The first time Chaplain Steve came to CHOC, he had just found out his daughter Catie needed an emergency neurosurgery. Now, he’s back for good― as the newest chaplain on CHOC’s spiritual care team.
Ever since pre-school, Catie had experienced difficulties with body awareness, some motor skills, coordination, attentiveness in school and other challenges that didn’t seem to fit her developmental stage.
For five years, Steve and his wife Claudia explored everything: psychiatry, ophthalmology, behavior modification, medication, coaching, neurofeedback and more. Finally, when she was 8 years old they advocated for a referral to a pediatric neurologist, rule out the possibility that there was something wrong with her brain.
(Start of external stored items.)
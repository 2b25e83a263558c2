// Copyright 2025 Javelin project contributors (see CONTRIBUTORS.md).
// Licensed under the Apache License, Version 2.0 (see LICENSE).
use std::path::PathBuf;
use std::sync::Arc;
use std::time::Duration;

use action::Action;
use async_trait::async_trait;
use cache::{CacheKey, HostCache, TargetCache};
use outcome::{Outcome, RunResult};
use target::Target;

use crate::toolchain::Toolchain;
use crate::{build, runner_args, Classpath, Config, Mode, RUNNER_MAIN};

const DEVICE_READY_TIMEOUT: Duration = Duration::from_secs(120);

///
/// Runs actions on a device's Dalvik VM over adb: dex jars are pushed through the on-device
/// fingerprint cache so an unchanged artifact never crosses the wire twice, and results come
/// back over a forwarded monitor socket.
///
pub struct DeviceDalvik {
    config: Arc<Config>,
    toolchain: Arc<dyn Toolchain>,
    device: Arc<dyn Target>,
    dex_cache: HostCache,
    push_cache: TargetCache,
}

impl DeviceDalvik {
    pub fn new(
        config: Arc<Config>,
        toolchain: Arc<dyn Toolchain>,
        device: Arc<dyn Target>,
        dex_cache: HostCache,
        push_cache: TargetCache,
    ) -> DeviceDalvik {
        DeviceDalvik {
            config,
            toolchain,
            device,
            dex_cache,
            push_cache,
        }
    }

    pub(crate) fn dex_cache(&self) -> &HostCache {
        &self.dex_cache
    }

    fn deployed_runner_jar(&self) -> PathBuf {
        self.config.runner_dir.join("runner.jar")
    }

    fn deployed_jar(&self, action: &Action) -> PathBuf {
        self.config
            .runner_dir
            .join(format!("{}.jar", action.file_name()))
    }

    fn device_scratch(&self, action: &Action) -> PathBuf {
        self.config.runner_dir.join("tmp").join(action.file_name())
    }

    ///
    /// Shared by the device variants: wait for the device filesystem, create the runner
    /// directories, deploy the dexed runner, and forward the monitor ports.
    ///
    pub(crate) async fn prepare_device(&self) -> Result<(), String> {
        if !self.config.runner_jar.exists() {
            return Err(format!(
                "Runner jar missing: {}",
                self.config.runner_jar.display()
            ));
        }
        tokio::fs::create_dir_all(&self.config.local_tmp)
            .await
            .map_err(|e| format!("Failed to create {}: {e}", self.config.local_tmp.display()))?;

        self.device
            .await_ready(
                &build::probe_path(&self.config.runner_dir),
                DEVICE_READY_TIMEOUT,
            )
            .await?;
        self.device.mkdirs(&self.config.runner_dir).await?;
        self.device
            .mkdirs(&self.config.runner_dir.join("tmp"))
            .await?;
        self.push_cache.prepare().await?;

        // Dex the runner on the host, then deploy it through the push cache.
        let runner_dex = self.config.local_tmp.join("runner.dx.jar");
        build::dex_jar(
            self.toolchain.as_ref(),
            &self.dex_cache,
            "runner",
            &self.config.runner_jar,
            &runner_dex,
        )
        .await
        .map_err(|outcome| outcome.combined_output())?;
        self.push(&runner_dex, &self.deployed_runner_jar()).await?;

        for offset in 0..self.config.monitor_port_count {
            self.device
                .forward_port(self.config.first_monitor_port + offset as u16)
                .await?;
        }
        Ok(())
    }

    /// Deploys a host file to the device, via the on-device cache keyed by content.
    pub(crate) async fn push(&self, local: &PathBuf, deployed: &PathBuf) -> Result<(), String> {
        let key = CacheKey::compute(build::PUSHED_NAMESPACE, local)?;
        if self.push_cache.lookup(&key, deployed).await? {
            return Ok(());
        }
        self.push_cache.publish_from_local(&key, local).await?;
        if !self.push_cache.lookup(&key, deployed).await? {
            return Err(format!("Published {key} was not retrievable"));
        }
        Ok(())
    }

    pub(crate) async fn build_and_push_jar(&self, action: &Action) -> Result<(), Outcome> {
        let Some(jar) = build::build_jar(self.toolchain.as_ref(), &self.config, action).await?
        else {
            return Ok(());
        };
        let workdir = build::workdir(action)?;
        let dex = build::dex_jar_path(&workdir, action);
        build::dex_jar(
            self.toolchain.as_ref(),
            &self.dex_cache,
            action.name(),
            &jar,
            &dex,
        )
        .await?;

        let infra = |e: String| Outcome::from_text(action.name(), RunResult::Error, &e);
        self.push(&dex, &self.deployed_jar(action)).await.map_err(infra)?;
        self.device
            .mkdirs(&self.device_scratch(action))
            .await
            .map_err(infra)?;
        if let Some(resources) = action.resources_dir() {
            self.device
                .push(resources, &self.device_scratch(action))
                .await
                .map_err(infra)?;
        }
        Ok(())
    }

    pub(crate) async fn cleanup_scratch(&self, action: &Action) -> Result<(), String> {
        if let Some(workdir) = action.user_dir() {
            if let Err(e) = tokio::fs::remove_dir_all(workdir).await {
                if e.kind() != std::io::ErrorKind::NotFound {
                    return Err(format!("Failed to remove {}: {e}", workdir.display()));
                }
            }
        }
        self.device.rm(&self.device_scratch(action)).await?;
        self.device.rm(&self.deployed_jar(action)).await
    }

    pub(crate) async fn shutdown_device(&self) -> Result<(), String> {
        if self.config.clean_after {
            self.device.rm(&self.config.runner_dir).await?;
            if let Err(e) = tokio::fs::remove_dir_all(&self.config.local_tmp).await {
                if e.kind() != std::io::ErrorKind::NotFound {
                    return Err(format!(
                        "Failed to remove {}: {e}",
                        self.config.local_tmp.display()
                    ));
                }
            }
        }
        Ok(())
    }

    pub(crate) fn dalvikvm_command(
        &self,
        action: &Action,
        skip_past: Option<&str>,
        monitor_port: Option<u16>,
    ) -> Vec<String> {
        let mut classpath = Classpath::of([self.deployed_runner_jar()]);
        if action.source_file().is_some() {
            classpath.add(self.deployed_jar(action));
        }
        classpath.append(&self.config.classpath.rebased_under(&self.config.runner_dir));

        let mut command = self.device.process_prefix(&self.device_scratch(action));
        command.push(format!(
            "ANDROID_DATA={}",
            self.config.runner_dir.join("android-data").display()
        ));
        command.push(self.config.dalvikvm.clone());
        command.extend(self.config.java_args.iter().cloned());
        if let Some(port) = self.config.debug_port {
            command.push(format!(
                "-Xrunjdwp:transport=dt_socket,address={port},server=y,suspend=y"
            ));
        }
        command.push("-classpath".to_owned());
        command.push(classpath.to_string());
        command.push(RUNNER_MAIN.to_owned());
        command.extend(runner_args(&self.config, action, skip_past, monitor_port));
        command
    }
}

#[async_trait]
impl Mode for DeviceDalvik {
    async fn prepare(&self) -> Result<(), String> {
        self.prepare_device().await?;
        self.device
            .mkdirs(&self.config.runner_dir.join("android-data"))
            .await
    }

    async fn build_and_install(&self, action: &Action) -> Option<Outcome> {
        self.build_and_push_jar(action).await.err()
    }

    fn create_action_command(
        &self,
        action: &Action,
        skip_past: Option<&str>,
        monitor_port: Option<u16>,
    ) -> Vec<String> {
        self.dalvikvm_command(action, skip_past, monitor_port)
    }

    async fn cleanup(&self, action: &Action) -> Result<(), String> {
        self.cleanup_scratch(action).await
    }

    async fn shutdown(&self) -> Result<(), String> {
        self.shutdown_device().await
    }

    fn use_socket_monitor(&self) -> bool {
        true
    }
}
Even though Catie didn’t show any of the physical symptoms typically associated with a mass in her brain, such as headaches, seizures, fainting or major motor problems, their neurologist ordered an MRI just to be safe.
After five years of trying new therapies and hitting dead ends, Steve and Claudia didn’t know what to expect from Catie’s MRI results, or if they were finally about to get answers.
Catie’s scans revealed that she had a large arachnoid cyst in her brain. The fluid-filled sac measured 10 centimeters, about the size of a baseball.
“I was in shock” Steve says of the moment his wife called him with the results. “I remember exactly where I was and exactly what I was doing at that time. I remember begging my wife, “Please tell me you’re kidding. Please tell me you’re kidding.”
Dr. William Loudon, a pediatric neurosurgeon at CHOC came to The Julia and George Argyros Emergency Department to meet the family, who was trying to process a lot of information at once.
“He told us that this was serious, but that they were going to take care of it right away,” Steve recalls. “He explained very clearly what he was going to do to drain the cyst and how he was going to do it.”
Steve and Claudia didn’t understand how a cyst could have been growing for years inside her skull undetected.
“Although Catie hadn’t yet shown physical side effects, she inevitably would have begun to decompensate, which would’ve greatly increased her risk of injury,” said Dr. Loudon.
Since Catie is the oldest child in her family and the first to undergo a major surgery, her parents were naturally worried, about everything from anesthesia to recovery
“Dr. Loudon told us that he would care for our daughter as if she were his own child,” Steve says. “Since working at CHOC, I’ve heard him tell other families in the emergency department the same thing. I know that he means it every time.”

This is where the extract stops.